**** RECORDS SHOWN

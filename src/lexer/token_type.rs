//! Token classification for the tree-building SQL tokenizer.
//!
//! Three variants are *containers* that own children (`Code`, `Statement`,
//! `Parenthesis`); the rest are leaves. The tokenizer only ever attaches
//! children to containers, and navigation helpers on `Token` refuse child
//! access on leaf types.

use derive_more::Display;

/// Classification of a node in the token tree.
#[derive(Debug, Clone, Copy, PartialEq, Eq, Hash, Display)]
pub enum TokenType {
    /// Root of the tree: the whole tokenized input.
    Code,
    /// One semicolon-delimited statement.
    Statement,
    /// A parenthesized group nested inside a statement or another group.
    Parenthesis,
    /// Quoted or bracketed identifier, delimiters included.
    Identifier,
    /// Quoted string literal, delimiters included.
    StringLiteral,
    /// Operator or punctuation.
    Operator,
    /// Reserved word, content canonicalized by the dialect.
    Keyword,
    /// Bare run of text the dialect does not classify further.
    Word,
}

impl TokenType {
    /// True for the types that own child tokens.
    pub const fn is_container(self) -> bool {
        matches!(
            self,
            TokenType::Code | TokenType::Statement | TokenType::Parenthesis
        )
    }

    /// True for the types that never own children.
    pub const fn is_leaf(self) -> bool {
        !self.is_container()
    }
}
//! Pluggable lexical rules for one SQL variant.
//!
//! The tokenizer engine is dialect-agnostic: everything that distinguishes
//! one SQL flavor from another (whitespace characters, comment syntax, the
//! operator and keyword inventory, identifier and string quoting) lives
//! behind the [`Dialect`] trait. The engine
//! calls the predicates at the current scan position; a predicate either
//! declines (`None`) or reports how many code points it consumed and, for
//! token-producing matches, the canonical content to store.
//!
//! A [`SqliteDialect`] implementation ships in the `sqlite` submodule.

use crate::lexer::source::Source;

pub mod sqlite;
pub use sqlite::SqliteDialect;

/// One successful lexical match: consumed length in code points plus the
/// canonical content for the emitted token.
#[derive(Debug, Clone, PartialEq, Eq)]
pub struct Match {
    pub length: usize,
    pub content: String,
}

impl Match {
    pub fn new(length: usize, content: impl Into<String>) -> Self {
        Self {
            length,
            content: content.into(),
        }
    }
}

/// Classification predicates supplied by a concrete SQL dialect.
///
/// All lengths are code points. A predicate must never report a zero
/// length; the engine treats that as [`crate::Error::InvalidAdvance`].
pub trait Dialect {
    /// Length of the whitespace run starting at `pos`, if any.
    fn match_whitespace(&self, source: &Source, pos: usize) -> Option<usize>;

    /// Length of the comment (line or block) starting at `pos`, if any.
    fn match_comment(&self, source: &Source, pos: usize) -> Option<usize>;

    /// Longest operator or punctuation token starting at `pos`.
    fn match_operator(&self, source: &Source, pos: usize) -> Option<Match>;

    /// Longest quoted or bracketed identifier starting at `pos`.
    fn match_identifier(&self, source: &Source, pos: usize) -> Option<Match>;

    /// Longest quoted string literal starting at `pos`.
    fn match_string_literal(&self, source: &Source, pos: usize) -> Option<Match>;

    /// Whether an accumulated bare word is a reserved keyword; returns the
    /// canonical spelling (e.g. uppercased) when it is.
    fn keyword(&self, word: &str) -> Option<String>;
}
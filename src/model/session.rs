use chrono::{DateTime, Utc};
use serde::{Deserialize, Serialize};
use std::fmt;
use std::str::FromStr;
use utoipa::ToSchema;

use super::stage::{PipelineState, Stage, StageResult, StageResults};

/// Chat-completion backends a session can be analyzed with
#[derive(Debug, Clone, Copy, PartialEq, Eq, Serialize, Deserialize, ToSchema)]
#[serde(rename_all = "lowercase")]
pub enum ProviderKind {
    OpenAi,
    DeepSeek,
    Custom,
}

impl ProviderKind {
    pub fn as_str(&self) -> &'static str {
        match self {
            ProviderKind::OpenAi => "openai",
            ProviderKind::DeepSeek => "deepseek",
            ProviderKind::Custom => "custom",
        }
    }
}

impl fmt::Display for ProviderKind {
    fn fmt(&self, f: &mut fmt::Formatter<'_>) -> fmt::Result {
        f.write_str(self.as_str())
    }
}

impl FromStr for ProviderKind {
    type Err = String;

    fn from_str(s: &str) -> Result<Self, Self::Err> {
        match s.trim().to_ascii_lowercase().as_str() {
            "openai" => Ok(ProviderKind::OpenAi),
            "deepseek" => Ok(ProviderKind::DeepSeek),
            "custom" => Ok(ProviderKind::Custom),
            other => Err(format!("unsupported provider: {}", other)),
        }
    }
}

/// Provider selection and credentials captured for a session
#[derive(Clone, PartialEq, Eq)]
pub struct ProviderConfig {
    pub kind: ProviderKind,
    pub api_key: String,
    pub endpoint_override: Option<String>,
    pub model_override: Option<String>,
}

// Keeps the credential out of logs
impl fmt::Debug for ProviderConfig {
    fn fmt(&self, f: &mut fmt::Formatter<'_>) -> fmt::Result {
        f.debug_struct("ProviderConfig")
            .field("kind", &self.kind)
            .field("api_key", &"***")
            .field("endpoint_override", &self.endpoint_override)
            .field("model_override", &self.model_override)
            .finish()
    }
}

/// Per-request replacements for a stored provider config
#[derive(Debug, Clone, Default)]
pub struct ProviderOverrides {
    pub kind: Option<ProviderKind>,
    pub api_key: Option<String>,
    pub endpoint_override: Option<String>,
    pub model_override: Option<String>,
}

impl ProviderOverrides {
    pub fn is_empty(&self) -> bool {
        self.kind.is_none()
            && self.api_key.is_none()
            && self.endpoint_override.is_none()
            && self.model_override.is_none()
    }
}

impl ProviderConfig {
    /// Apply overrides; every supplied value replaces the stored one
    pub fn apply(&mut self, overrides: ProviderOverrides) {
        if let Some(kind) = overrides.kind {
            self.kind = kind;
        }
        if let Some(api_key) = overrides.api_key {
            self.api_key = api_key;
        }
        if let Some(endpoint) = overrides.endpoint_override {
            self.endpoint_override = Some(endpoint);
        }
        if let Some(model) = overrides.model_override {
            self.model_override = Some(model);
        }
    }
}

/// In-memory record of one document moving through the stage pipeline
#[derive(Debug, Clone)]
pub struct AnalysisSession {
    pub id: String,
    document_text: String,
    pub file_name: Option<String>,
    pub provider_config: ProviderConfig,
    stage_results: StageResults,
    completed_stages: Vec<Stage>,
    current_stage: PipelineState,
    pub created_at: DateTime<Utc>,
}

impl AnalysisSession {
    pub fn new(
        id: String,
        document_text: String,
        file_name: Option<String>,
        provider_config: ProviderConfig,
    ) -> Self {
        Self {
            id,
            document_text,
            file_name,
            provider_config,
            stage_results: StageResults::default(),
            completed_stages: Vec::new(),
            current_stage: PipelineState::Structure,
            created_at: Utc::now(),
        }
    }

    pub fn document_text(&self) -> &str {
        &self.document_text
    }

    pub fn stage_results(&self) -> &StageResults {
        &self.stage_results
    }

    pub fn completed_stages(&self) -> &[Stage] {
        &self.completed_stages
    }

    pub fn current_stage(&self) -> PipelineState {
        self.current_stage
    }

    pub fn is_completed(&self, stage: Stage) -> bool {
        self.completed_stages.contains(&stage)
    }

    /// Stages still to run, in pipeline order
    pub fn pending_stages(&self) -> Vec<Stage> {
        Stage::ALL
            .into_iter()
            .filter(|stage| !self.is_completed(*stage))
            .collect()
    }

    pub(crate) fn mark_started(&mut self, stage: Stage) {
        self.current_stage = stage.into();
    }

    /// Record a finished stage. Returns `false` without touching the session
    /// if the stage already has a result.
    pub(crate) fn record(&mut self, stage: Stage, result: StageResult) -> bool {
        if !self.stage_results.insert(stage, result) {
            return false;
        }
        self.completed_stages.push(stage);
        self.current_stage = stage.into();
        true
    }

    pub(crate) fn mark_complete(&mut self) {
        self.current_stage = PipelineState::Complete;
    }
}
//! Report synthesis prompt and the local fallback report

use chrono::{DateTime, Utc};
use rand::Rng;

use crate::model::{Stage, StageResults};
use crate::service::provider::ChatMessage;
use crate::service::text::{leading_lines, prefix_chars};

const EXCERPT_CHARS: usize = 300;
const FALLBACK_LINES: usize = 5;

const SYSTEM_PROMPT: &str = "You are an expert document analyst. Using the per-dimension \
analysis results, write one complete, professional analysis report suitable for direct PDF \
output. Write only the report body: no greeting, no introduction such as \"Sure, as an expert \
analyst...\", and no closing line such as \"Report complete\". Start directly with the report \
title.";

/// Report number of the form `DOC-ANALYSIS-YYYYMMDD-NNN`
pub fn report_number(now: DateTime<Utc>) -> String {
    let serial: u16 = rand::thread_rng().gen_range(0..1000);
    format!("DOC-ANALYSIS-{}-{:03}", now.format("%Y%m%d"), serial)
}

fn excerpt(results: &StageResults, stage: Stage) -> String {
    format!(
        "{}:\n{}...",
        stage.title(),
        prefix_chars(results.analysis_text(stage), EXCERPT_CHARS)
    )
}

/// Synthesis messages embedding a short excerpt of every stage
pub fn summary_messages(results: &StageResults, report_number: &str, now: DateTime<Utc>) -> Vec<ChatMessage> {
    let excerpts = Stage::ALL
        .iter()
        .map(|stage| excerpt(results, *stage))
        .collect::<Vec<_>>()
        .join("\n\n");

    let user = format!(
        "Write a complete analysis report from the following per-dimension results.\n\n\
         {excerpts}\n\n\
         Requirements:\n\
         1. Start directly with the report title; no opening or closing remarks\n\
         2. Include a title, an executive summary, the main findings and recommendations\n\
         3. Describe each dimension's results precisely in a clear hierarchy\n\
         4. Include an overall evaluation and concrete suggestions\n\
         5. The report header must contain exactly this information:\n\
         \x20  - Report number: {report_number}\n\
         \x20  - Analysis date: {date}\n\
         \x20  - Analyst: AI product document review system\n\
         6. Never use any other date or report number",
        date = now.format("%Y-%m-%d"),
    );

    vec![ChatMessage::system(SYSTEM_PROMPT), ChatMessage::user(user)]
}

/// Report assembled from the stage texts alone, used when synthesis fails
pub fn fallback_report(results: &StageResults) -> String {
    let mut report = String::from(
        "# Document analysis report\n\n\
         ## Summary\n\n\
         The comprehensive report could not be generated by the AI service. \
         Key findings of each analysis dimension follow.\n",
    );

    for stage in Stage::ALL {
        report.push_str(&format!(
            "\n## {}\n{}\n",
            stage.title(),
            leading_lines(results.analysis_text(stage), FALLBACK_LINES)
        ));
    }

    report.push_str(
        "\n## Overall evaluation\n\n\
         The analysis of every dimension has finished and its results are shown above. \
         They indicate the overall quality of the document and where it needs work.\n\n\
         ## Recommendations\n\n\
         1. Improve the document based on the findings of each dimension\n\
         2. Check the AI service configuration, API key and network connectivity\n\
         3. Consider a longer timeout or different provider parameters\n\
         4. Analyze the document again to produce the full report\n",
    );

    report
}
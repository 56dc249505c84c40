//! OpenAPI specification endpoints

use actix_web::{HttpResponse, Responder, get};
use utoipa::OpenApi;

use super::error::ApiError;

#[derive(OpenApi)]
#[openapi(
    info(
        title = "Document Review Agent",
        description = "Staged AI review of product documents with resumable streaming sessions"
    ),
    paths(
        super::analyze::analyze,
        super::analyze::continue_analysis,
        super::health::health,
    ),
    components(schemas(
        super::analyze::AnalyzeRequest,
        super::analyze::ContinueRequest,
        super::health::HealthResponse,
        super::error::ErrorResponse,
        crate::model::TokenUsage,
        crate::model::ProviderKind,
    )),
    tags(
        (name = "analysis", description = "Document analysis runs"),
        (name = "health", description = "Service health")
    )
)]
pub struct ApiDoc;

/// Serve OpenAPI JSON specification
#[get("/openapi.json")]
pub async fn openapi_json() -> impl Responder {
    HttpResponse::Ok().json(ApiDoc::openapi())
}

/// Serve OpenAPI YAML specification
#[get("/openapi.yaml")]
pub async fn openapi_yaml() -> Result<HttpResponse, ApiError> {
    let yaml = ApiDoc::openapi()
        .to_yaml()
        .map_err(|e| ApiError::Internal(format!("Failed to render OpenAPI YAML: {}", e)))?;

    Ok(HttpResponse::Ok().content_type("text/yaml").body(yaml))
}

/// Configure OpenAPI routes
pub fn configure(cfg: &mut actix_web::web::ServiceConfig) {
    cfg.service(openapi_json).service(openapi_yaml);
}
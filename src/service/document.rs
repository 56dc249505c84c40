//! Uploaded document decoding
//!
//! Documents arrive base64 encoded. PDFs are detected by their magic bytes
//! and run through `pdf-extract`; anything else must be UTF-8 text.

use base64::{Engine, engine::general_purpose::STANDARD};

const PDF_MAGIC: &[u8] = b"%PDF";

#[derive(Debug, thiserror::Error)]
#[non_exhaustive]
pub enum DecodeError {
    #[error("File content is not valid base64: {0}")]
    Base64(#[from] base64::DecodeError),

    #[error("PDF extraction failed: {0}")]
    Pdf(String),

    #[error("File content is neither a PDF nor UTF-8 text")]
    NotText,

    #[error("Document is empty or has no extractable text")]
    Empty,
}

/// Decode a base64 upload into plain text
pub fn decode_document(encoded: &str) -> Result<String, DecodeError> {
    let payload = strip_data_url(encoded.trim());
    let bytes = STANDARD.decode(payload.as_bytes())?;

    let text = if bytes.starts_with(PDF_MAGIC) {
        extract_pdf(&bytes)?
    } else {
        String::from_utf8(bytes).map_err(|_| DecodeError::NotText)?
    };

    if text.trim().is_empty() {
        return Err(DecodeError::Empty);
    }

    tracing::debug!(text_len = text.len(), "Decoded document");
    Ok(text)
}

/// Accept `data:<mime>;base64,<payload>` as well as a bare payload
fn strip_data_url(encoded: &str) -> &str {
    match encoded.split_once(";base64,") {
        Some((prefix, payload)) if prefix.starts_with("data:") => payload,
        _ => encoded,
    }
}

fn extract_pdf(bytes: &[u8]) -> Result<String, DecodeError> {
    // pdf-extract can panic on malformed fonts
    match std::panic::catch_unwind(|| pdf_extract::extract_text_from_mem(bytes)) {
        Ok(Ok(text)) => Ok(text),
        Ok(Err(e)) => Err(DecodeError::Pdf(e.to_string())),
        Err(_) => {
            tracing::error!(size = bytes.len(), "PDF extraction panicked");
            Err(DecodeError::Pdf("malformed PDF".to_string()))
        }
    }
}
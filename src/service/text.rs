//! Character-safe text helpers

/// First `max_chars` characters of `text`, never splitting a character
pub fn prefix_chars(text: &str, max_chars: usize) -> &str {
    match text.char_indices().nth(max_chars) {
        Some((idx, _)) => &text[..idx],
        None => text,
    }
}

/// First `count` non-blank lines, trimmed, joined with newlines
pub fn leading_lines(text: &str, count: usize) -> String {
    text.lines()
        .map(str::trim)
        .filter(|line| !line.is_empty())
        .take(count)
        .collect::<Vec<_>>()
        .join("\n")
}
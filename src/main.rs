use actix_web::{App, HttpServer, web};
use tracing_subscriber::{layer::SubscriberExt, util::SubscriberInitExt};

mod api;
mod app;
mod model;
mod service;

use api::ApiError;
use app::AppState;
use model::Config;

#[tokio::main]
async fn main() -> std::io::Result<()> {
    // Load .env file if present (ignore if missing)
    let _ = dotenvy::dotenv();

    // Initialize tracing
    tracing_subscriber::registry()
        .with(
            tracing_subscriber::EnvFilter::try_from_default_env().unwrap_or_else(|_| "info".into()),
        )
        .with(tracing_subscriber::fmt::layer())
        .init();

    let config = Config::from_env();
    let bind_addr = config.bind_addr();
    let max_body_bytes = config.max_body_bytes;

    let state = AppState::new(config).map_err(std::io::Error::other)?;
    state.spawn_session_sweeper();
    let state = web::Data::new(state);

    tracing::info!("Starting document review agent on {}", bind_addr);

    HttpServer::new(move || {
        let json_config = web::JsonConfig::default()
            .limit(max_body_bytes)
            .error_handler(|err, _req| ApiError::BadRequest(err.to_string()).into());

        App::new()
            .app_data(state.clone())
            .app_data(json_config)
            .configure(api::analyze::configure)
            .configure(api::health::configure)
            .configure(api::openapi::configure)
    })
    .bind(&bind_addr)?
    .run()
    .await
}
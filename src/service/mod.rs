pub mod document;
pub mod emitter;
pub mod pipeline;
pub mod provider;
pub mod session_store;
pub mod summary;
pub mod text;

pub use document::decode_document;
pub use emitter::StreamEmitter;
pub use pipeline::{AnalysisPipeline, PipelineError};
pub use provider::{CallPolicy, HttpChatClient, RetryingProvider};
pub use session_store::SessionStore;
pub use summary::SummaryGenerator;
//! Summary generator
//!
//! Synthesizes the final cross-stage report. The provider call is raced
//! against a hard timeout; on timeout or any provider failure a local report
//! is built from the stage texts instead, so the run always gets a summary.

use std::sync::Arc;
use std::time::{Duration, Instant};

use chrono::Utc;

use crate::model::{ProviderConfig, StageResults, TokenUsage};
use crate::service::provider::{ChatProvider, ChatRequest, ProviderError};

mod prompts;

const SUMMARY_MAX_TOKENS: u32 = 4000;

/// Final report text and the usage it cost
#[derive(Debug, Clone, PartialEq, Eq)]
pub struct SummaryReport {
    pub summary_text: String,
    /// Zero for the fallback report
    pub token_usage: TokenUsage,
    pub fallback: bool,
}

#[derive(Debug, thiserror::Error)]
enum SynthesisError {
    #[error("Summary generation timed out after {}s", .0.as_secs())]
    Timeout(Duration),

    #[error(transparent)]
    Provider(#[from] ProviderError),
}

#[derive(Clone)]
pub struct SummaryGenerator {
    provider: Arc<dyn ChatProvider>,
    timeout: Duration,
}

impl SummaryGenerator {
    pub fn new(provider: Arc<dyn ChatProvider>, timeout: Duration) -> Self {
        Self { provider, timeout }
    }

    /// Produce the report; never fails
    pub async fn generate(&self, results: &StageResults, provider: &ProviderConfig) -> SummaryReport {
        let started = Instant::now();

        match self.synthesize(results, provider).await {
            Ok((summary_text, usage)) => {
                tracing::info!(
                    provider = %provider.kind,
                    summary_len = summary_text.len(),
                    elapsed_ms = started.elapsed().as_millis() as u64,
                    "Generated comprehensive summary"
                );
                SummaryReport {
                    summary_text,
                    token_usage: usage.unwrap_or_default(),
                    fallback: false,
                }
            }
            Err(e) => {
                tracing::warn!(
                    provider = %provider.kind,
                    error = %e,
                    elapsed_ms = started.elapsed().as_millis() as u64,
                    "Summary generation failed, using fallback report"
                );
                SummaryReport {
                    summary_text: prompts::fallback_report(results),
                    token_usage: TokenUsage::default(),
                    fallback: true,
                }
            }
        }
    }

    async fn synthesize(
        &self,
        results: &StageResults,
        provider: &ProviderConfig,
    ) -> Result<(String, Option<TokenUsage>), SynthesisError> {
        let now = Utc::now();
        let number = prompts::report_number(now);
        let request = ChatRequest {
            messages: prompts::summary_messages(results, &number, now),
            max_tokens: SUMMARY_MAX_TOKENS,
            provider: provider.clone(),
        };

        let completion = tokio::time::timeout(self.timeout, self.provider.complete(&request))
            .await
            .map_err(|_| SynthesisError::Timeout(self.timeout))??;

        Ok((completion.content, completion.token_usage))
    }
}
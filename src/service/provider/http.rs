//! OpenAI-compatible chat-completion client over reqwest

use std::time::Instant;

use async_trait::async_trait;
use reqwest::Client;
use serde::{Deserialize, Serialize};

use super::sse::{WireUsage, read_event_stream};
use super::{
    ChatCompletion, ChatMessage, ChatProvider, ChatRequest, ProviderError, ResolvedEndpoint,
    StreamUpdate, resolve_endpoint,
};
use crate::model::{ProviderPresets, TokenUsage};
use crate::service::text::prefix_chars;

const TEMPERATURE: f32 = 0.3;
const MAX_ERROR_BODY_CHARS: usize = 500;

#[derive(Debug, Serialize)]
struct CompletionBody<'a> {
    model: &'a str,
    messages: &'a [ChatMessage],
    max_tokens: u32,
    temperature: f32,
    stream: bool,
    #[serde(skip_serializing_if = "Option::is_none")]
    stream_options: Option<StreamOptions>,
}

#[derive(Debug, Serialize)]
struct StreamOptions {
    include_usage: bool,
}

// Response models - only the fields we need
#[derive(Debug, Deserialize)]
struct CompletionResponse {
    #[serde(default)]
    choices: Vec<Choice>,
    usage: Option<WireUsage>,
}

#[derive(Debug, Deserialize)]
struct Choice {
    message: Option<ResponseMessage>,
}

#[derive(Debug, Deserialize)]
struct ResponseMessage {
    content: Option<String>,
}

/// Client for the preset and custom chat-completion endpoints
#[derive(Clone)]
pub struct HttpChatClient {
    client: Client,
    presets: ProviderPresets,
}

impl HttpChatClient {
    pub fn new(presets: ProviderPresets) -> Self {
        Self {
            client: Client::new(),
            presets,
        }
    }

    fn body<'a>(
        endpoint: &'a ResolvedEndpoint,
        request: &'a ChatRequest,
        stream: bool,
    ) -> CompletionBody<'a> {
        CompletionBody {
            model: &endpoint.model,
            messages: &request.messages,
            max_tokens: request.max_tokens,
            temperature: TEMPERATURE,
            stream,
            stream_options: stream.then_some(StreamOptions { include_usage: true }),
        }
    }

    /// Send the request and check the status; the caller reads the body
    async fn send(
        &self,
        request: &ChatRequest,
        stream: bool,
    ) -> Result<(ResolvedEndpoint, reqwest::Response), ProviderError> {
        let endpoint = resolve_endpoint(&request.provider, &self.presets)?;

        tracing::debug!(
            provider = %request.provider.kind,
            model = %endpoint.model,
            url = %endpoint.url,
            stream,
            prompt_len = request.prompt_length(),
            "Sending chat completion request"
        );

        let response = self
            .client
            .post(endpoint.url.clone())
            .bearer_auth(&request.provider.api_key)
            .json(&Self::body(&endpoint, request, stream))
            .send()
            .await
            .map_err(|e| ProviderError::Network(e.to_string()))?;

        let status = response.status();
        if !status.is_success() {
            let body = response.text().await.unwrap_or_default();
            return Err(ProviderError::Status {
                status: status.as_u16(),
                body: prefix_chars(&body, MAX_ERROR_BODY_CHARS).to_string(),
            });
        }

        Ok((endpoint, response))
    }
}

fn parse_completion(body: &str) -> Result<ChatCompletion, ProviderError> {
    let response: CompletionResponse = serde_json::from_str(body)
        .map_err(|e| ProviderError::MalformedResponse(format!("Failed to deserialize response: {}", e)))?;

    let content = response
        .choices
        .into_iter()
        .next()
        .and_then(|c| c.message)
        .and_then(|m| m.content)
        .ok_or_else(|| ProviderError::MalformedResponse("response has no message content".into()))?;

    Ok(ChatCompletion {
        content,
        token_usage: response.usage.map(TokenUsage::from),
    })
}

#[async_trait]
impl ChatProvider for HttpChatClient {
    async fn complete(&self, request: &ChatRequest) -> Result<ChatCompletion, ProviderError> {
        let started = Instant::now();
        let (endpoint, response) = self.send(request, false).await?;

        let body = response
            .text()
            .await
            .map_err(|e| ProviderError::Network(e.to_string()))?;
        let completion = parse_completion(&body)?;

        tracing::info!(
            model = %endpoint.model,
            response_len = completion.content.len(),
            usage = ?completion.token_usage,
            elapsed_ms = started.elapsed().as_millis() as u64,
            "Chat completion finished"
        );

        Ok(completion)
    }

    async fn stream(
        &self,
        request: &ChatRequest,
        on_update: &mut (dyn for<'d> FnMut(StreamUpdate<'d>) + Send),
    ) -> Result<ChatCompletion, ProviderError> {
        let started = Instant::now();
        let (endpoint, response) = self.send(request, true).await?;

        let completion = read_event_stream(response.bytes_stream(), on_update).await?;

        tracing::info!(
            model = %endpoint.model,
            response_len = completion.content.len(),
            usage = ?completion.token_usage,
            elapsed_ms = started.elapsed().as_millis() as u64,
            "Streamed chat completion finished"
        );

        Ok(completion)
    }
}
//! Unified API error handling
//!
//! Every endpoint answers failures with the same JSON envelope.

use actix_web::{HttpResponse, ResponseError, http::StatusCode};
use chrono::{DateTime, Utc};
use serde::Serialize;
use utoipa::ToSchema;

use crate::service::PipelineError;
use crate::service::document::DecodeError;
use crate::service::session_store::SessionStoreError;

/// Standard error response format
#[derive(Debug, Serialize, ToSchema)]
pub struct ErrorResponse {
    /// Always `false`
    pub success: bool,
    /// Short human-readable summary
    pub message: String,
    /// Error detail
    pub error: String,
    pub timestamp: DateTime<Utc>,
}

/// Unified API error type
#[derive(Debug, thiserror::Error)]
#[non_exhaustive]
pub enum ApiError {
    /// Missing or invalid request fields (400)
    #[error("{0}")]
    BadRequest(String),

    /// Uploaded file could not be turned into text (400)
    #[error("{0}")]
    InvalidDocument(String),

    /// Unknown session id (404)
    #[error("{0}")]
    SessionNotFound(String),

    /// Session is already running (409)
    #[error("{0}")]
    Conflict(String),

    /// Internal server error (500)
    #[error("{0}")]
    Internal(String),
}

impl ApiError {
    fn message(&self) -> &'static str {
        match self {
            ApiError::BadRequest(_) => "Invalid request",
            ApiError::InvalidDocument(_) => "Failed to read document",
            ApiError::SessionNotFound(_) => "session not found",
            ApiError::Conflict(_) => "Session is already being analyzed",
            ApiError::Internal(_) => "Internal server error",
        }
    }
}

impl ResponseError for ApiError {
    fn status_code(&self) -> StatusCode {
        match self {
            ApiError::BadRequest(_) | ApiError::InvalidDocument(_) => StatusCode::BAD_REQUEST,
            ApiError::SessionNotFound(_) => StatusCode::NOT_FOUND,
            ApiError::Conflict(_) => StatusCode::CONFLICT,
            ApiError::Internal(_) => StatusCode::INTERNAL_SERVER_ERROR,
        }
    }

    fn error_response(&self) -> HttpResponse {
        let status = self.status_code();

        if status.is_server_error() {
            tracing::error!(status = status.as_u16(), error = %self, "API error");
        } else {
            tracing::warn!(status = status.as_u16(), error = %self, "Request rejected");
        }

        HttpResponse::build(status).json(ErrorResponse {
            success: false,
            message: self.message().to_string(),
            error: self.to_string(),
            timestamp: Utc::now(),
        })
    }
}

// ============================================================================
// From conversions for service errors
// ============================================================================

impl From<PipelineError> for ApiError {
    fn from(err: PipelineError) -> Self {
        match err {
            PipelineError::Session(SessionStoreError::NotFound(id)) => {
                ApiError::SessionNotFound(format!("No session with id {}", id))
            }
            PipelineError::Session(SessionStoreError::Busy(id)) => {
                ApiError::Conflict(format!("Session {} is already being analyzed", id))
            }
            PipelineError::InvalidProvider(e) => ApiError::BadRequest(e.to_string()),
            other => ApiError::Internal(other.to_string()),
        }
    }
}

impl From<DecodeError> for ApiError {
    fn from(err: DecodeError) -> Self {
        ApiError::InvalidDocument(err.to_string())
    }
}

********

- _ABOUT THIS EXERCISE_
Provide the number of lines in the records above that contain the word "delimiters", with no additional words.

- _YOUR RESPONSE_
2